▶ _What this task involves_
Your task is to repeat exactly the lines below between the line holding "filename src/mutators/regex.rs" and the line holding "let (pattern, flags, literal)", inclusive, and only those.

[Collected data]

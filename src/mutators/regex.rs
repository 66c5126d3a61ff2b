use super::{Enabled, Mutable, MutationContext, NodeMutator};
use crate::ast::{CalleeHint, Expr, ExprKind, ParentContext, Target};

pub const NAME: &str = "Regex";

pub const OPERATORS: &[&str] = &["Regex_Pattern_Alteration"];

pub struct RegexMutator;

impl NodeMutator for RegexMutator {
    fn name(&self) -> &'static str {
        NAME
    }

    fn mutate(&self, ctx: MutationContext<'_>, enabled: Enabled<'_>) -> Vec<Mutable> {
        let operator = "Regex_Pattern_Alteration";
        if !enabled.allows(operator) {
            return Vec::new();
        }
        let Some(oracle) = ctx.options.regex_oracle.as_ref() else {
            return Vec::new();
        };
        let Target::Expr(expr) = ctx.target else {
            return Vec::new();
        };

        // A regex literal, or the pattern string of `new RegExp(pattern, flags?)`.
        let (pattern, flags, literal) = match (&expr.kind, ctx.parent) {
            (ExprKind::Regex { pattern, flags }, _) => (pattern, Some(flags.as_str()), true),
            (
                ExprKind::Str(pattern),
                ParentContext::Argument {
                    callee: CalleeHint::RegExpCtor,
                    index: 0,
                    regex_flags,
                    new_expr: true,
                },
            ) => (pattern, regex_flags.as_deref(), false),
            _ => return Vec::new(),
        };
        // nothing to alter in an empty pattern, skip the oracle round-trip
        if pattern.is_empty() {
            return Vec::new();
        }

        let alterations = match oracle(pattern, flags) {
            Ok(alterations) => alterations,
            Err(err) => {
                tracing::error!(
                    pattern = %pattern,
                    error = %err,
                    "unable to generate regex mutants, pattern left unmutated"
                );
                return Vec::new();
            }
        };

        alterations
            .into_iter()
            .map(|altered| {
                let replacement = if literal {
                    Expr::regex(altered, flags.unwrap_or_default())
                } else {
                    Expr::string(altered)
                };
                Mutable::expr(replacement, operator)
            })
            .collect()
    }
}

---

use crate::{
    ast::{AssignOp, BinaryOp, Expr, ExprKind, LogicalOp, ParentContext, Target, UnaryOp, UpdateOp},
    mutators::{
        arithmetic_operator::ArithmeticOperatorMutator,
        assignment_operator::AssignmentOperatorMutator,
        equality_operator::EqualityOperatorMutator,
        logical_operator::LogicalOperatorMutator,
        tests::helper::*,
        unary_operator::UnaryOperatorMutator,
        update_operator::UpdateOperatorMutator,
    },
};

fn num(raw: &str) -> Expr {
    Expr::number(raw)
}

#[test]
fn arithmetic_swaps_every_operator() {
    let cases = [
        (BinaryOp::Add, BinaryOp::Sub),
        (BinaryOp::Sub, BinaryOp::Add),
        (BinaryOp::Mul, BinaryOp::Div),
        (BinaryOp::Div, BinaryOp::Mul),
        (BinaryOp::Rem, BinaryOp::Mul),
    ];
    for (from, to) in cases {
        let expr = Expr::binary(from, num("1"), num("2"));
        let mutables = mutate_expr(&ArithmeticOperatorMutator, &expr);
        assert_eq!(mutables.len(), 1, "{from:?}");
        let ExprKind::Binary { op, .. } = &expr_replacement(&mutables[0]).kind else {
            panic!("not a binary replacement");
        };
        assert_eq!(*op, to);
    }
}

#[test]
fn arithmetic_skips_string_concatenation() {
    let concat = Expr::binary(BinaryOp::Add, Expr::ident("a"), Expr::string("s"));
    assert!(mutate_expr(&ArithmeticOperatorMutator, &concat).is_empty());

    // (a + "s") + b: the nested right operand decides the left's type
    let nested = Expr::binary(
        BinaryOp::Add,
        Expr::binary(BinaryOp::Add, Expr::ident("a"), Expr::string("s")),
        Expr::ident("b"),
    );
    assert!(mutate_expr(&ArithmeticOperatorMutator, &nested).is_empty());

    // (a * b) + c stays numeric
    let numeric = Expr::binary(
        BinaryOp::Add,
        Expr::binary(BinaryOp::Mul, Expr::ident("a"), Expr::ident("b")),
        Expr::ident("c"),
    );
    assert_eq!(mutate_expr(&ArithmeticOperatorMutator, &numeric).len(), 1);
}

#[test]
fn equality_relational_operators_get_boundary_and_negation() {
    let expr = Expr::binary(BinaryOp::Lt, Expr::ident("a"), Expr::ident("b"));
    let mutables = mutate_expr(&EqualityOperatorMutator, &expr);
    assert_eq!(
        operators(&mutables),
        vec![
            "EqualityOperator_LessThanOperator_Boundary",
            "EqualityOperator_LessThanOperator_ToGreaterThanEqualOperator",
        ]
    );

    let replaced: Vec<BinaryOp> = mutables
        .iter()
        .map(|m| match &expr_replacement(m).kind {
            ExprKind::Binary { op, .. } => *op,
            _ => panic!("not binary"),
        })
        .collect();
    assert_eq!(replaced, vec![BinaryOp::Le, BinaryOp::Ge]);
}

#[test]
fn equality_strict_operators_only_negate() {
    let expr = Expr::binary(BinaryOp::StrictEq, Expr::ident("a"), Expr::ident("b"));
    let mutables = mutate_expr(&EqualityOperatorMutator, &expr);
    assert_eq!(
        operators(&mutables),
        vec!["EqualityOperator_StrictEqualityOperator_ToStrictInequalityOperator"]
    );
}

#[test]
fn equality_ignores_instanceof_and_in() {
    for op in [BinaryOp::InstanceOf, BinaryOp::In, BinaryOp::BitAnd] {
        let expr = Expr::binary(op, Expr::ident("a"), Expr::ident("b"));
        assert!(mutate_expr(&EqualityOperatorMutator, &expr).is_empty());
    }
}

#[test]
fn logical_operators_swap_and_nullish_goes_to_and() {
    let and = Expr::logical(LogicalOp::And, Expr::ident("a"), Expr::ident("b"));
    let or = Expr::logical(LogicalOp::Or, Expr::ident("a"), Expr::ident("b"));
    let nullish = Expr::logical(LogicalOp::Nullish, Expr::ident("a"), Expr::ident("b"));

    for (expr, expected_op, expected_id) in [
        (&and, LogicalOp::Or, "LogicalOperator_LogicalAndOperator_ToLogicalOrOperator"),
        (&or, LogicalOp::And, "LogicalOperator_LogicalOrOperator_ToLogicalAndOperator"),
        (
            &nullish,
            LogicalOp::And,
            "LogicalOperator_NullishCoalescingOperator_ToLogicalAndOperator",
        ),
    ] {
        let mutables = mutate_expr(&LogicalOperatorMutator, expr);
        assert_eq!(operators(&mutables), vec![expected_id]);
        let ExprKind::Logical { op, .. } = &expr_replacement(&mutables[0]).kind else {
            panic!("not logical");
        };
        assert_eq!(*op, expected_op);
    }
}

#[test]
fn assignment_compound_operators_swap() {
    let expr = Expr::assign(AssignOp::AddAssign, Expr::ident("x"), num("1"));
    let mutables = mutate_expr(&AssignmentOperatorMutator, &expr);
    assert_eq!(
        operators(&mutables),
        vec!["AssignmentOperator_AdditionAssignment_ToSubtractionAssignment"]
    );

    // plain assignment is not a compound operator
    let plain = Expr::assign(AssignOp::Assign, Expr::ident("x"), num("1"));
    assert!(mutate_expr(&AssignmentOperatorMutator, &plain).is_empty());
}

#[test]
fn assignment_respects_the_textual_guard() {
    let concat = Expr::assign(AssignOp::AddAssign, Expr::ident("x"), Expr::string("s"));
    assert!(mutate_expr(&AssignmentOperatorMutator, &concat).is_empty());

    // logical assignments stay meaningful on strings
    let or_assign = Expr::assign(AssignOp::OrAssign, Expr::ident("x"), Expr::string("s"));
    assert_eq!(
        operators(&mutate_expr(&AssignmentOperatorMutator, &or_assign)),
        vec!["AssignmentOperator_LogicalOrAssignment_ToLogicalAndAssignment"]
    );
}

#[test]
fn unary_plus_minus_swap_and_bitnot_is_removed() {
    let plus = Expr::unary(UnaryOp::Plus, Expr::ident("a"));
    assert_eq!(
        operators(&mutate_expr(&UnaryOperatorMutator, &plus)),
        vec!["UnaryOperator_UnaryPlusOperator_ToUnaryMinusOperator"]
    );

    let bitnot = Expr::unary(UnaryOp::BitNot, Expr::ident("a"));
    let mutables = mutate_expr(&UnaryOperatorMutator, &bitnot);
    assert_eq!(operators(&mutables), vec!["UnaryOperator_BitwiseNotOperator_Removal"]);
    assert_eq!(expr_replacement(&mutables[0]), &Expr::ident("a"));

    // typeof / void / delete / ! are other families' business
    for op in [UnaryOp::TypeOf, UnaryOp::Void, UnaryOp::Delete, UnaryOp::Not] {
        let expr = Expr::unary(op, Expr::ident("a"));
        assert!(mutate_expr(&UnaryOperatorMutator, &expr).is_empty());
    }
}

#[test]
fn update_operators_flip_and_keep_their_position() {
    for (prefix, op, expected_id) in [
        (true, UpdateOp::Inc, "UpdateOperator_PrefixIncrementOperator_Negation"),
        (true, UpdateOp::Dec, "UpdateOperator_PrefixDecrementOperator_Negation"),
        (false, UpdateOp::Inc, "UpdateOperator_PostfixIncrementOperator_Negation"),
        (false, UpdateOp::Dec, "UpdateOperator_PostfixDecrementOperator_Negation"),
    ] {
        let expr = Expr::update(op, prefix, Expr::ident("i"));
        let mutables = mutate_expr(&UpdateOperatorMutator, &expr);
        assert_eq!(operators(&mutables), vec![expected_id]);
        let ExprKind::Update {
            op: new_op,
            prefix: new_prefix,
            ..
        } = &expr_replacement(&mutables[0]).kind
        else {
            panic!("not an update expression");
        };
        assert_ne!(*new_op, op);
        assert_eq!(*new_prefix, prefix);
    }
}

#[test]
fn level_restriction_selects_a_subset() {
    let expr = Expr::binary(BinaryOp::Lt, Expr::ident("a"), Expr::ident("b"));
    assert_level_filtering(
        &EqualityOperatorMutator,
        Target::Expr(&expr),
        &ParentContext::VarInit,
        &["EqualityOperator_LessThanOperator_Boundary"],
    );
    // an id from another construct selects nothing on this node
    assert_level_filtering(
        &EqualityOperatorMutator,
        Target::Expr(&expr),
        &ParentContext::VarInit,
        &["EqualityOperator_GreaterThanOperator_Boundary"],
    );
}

▶ _Solution to this task_
filename src/mutators/regex.rs
repository 66c5126d3a61ff2b
use super::{Enabled, Mutable, MutationContext, NodeMutator};
use crate::ast::{CalleeHint, Expr, ExprKind, ParentContext, Target};

pub const NAME: &str = "Regex";

pub const OPERATORS: &[&str] = &["Regex_Pattern_Alteration"];

pub struct RegexMutator;

impl NodeMutator for RegexMutator {
    fn name(&self) -> &'static str {
        NAME
    }

    fn mutate(&self, ctx: MutationContext<'_>, enabled: Enabled<'_>) -> Vec<Mutable> {
        let operator = "Regex_Pattern_Alteration";
        if !enabled.allows(operator) {
            return Vec::new();
        }
        let Some(oracle) = ctx.options.regex_oracle.as_ref() else {
            return Vec::new();
        };
        let Target::Expr(expr) = ctx.target else {
            return Vec::new();
        };

        // A regex literal, or the pattern string of `new RegExp(pattern, flags?)`.
        let (pattern, flags, literal) = match (&expr.kind, ctx.parent) {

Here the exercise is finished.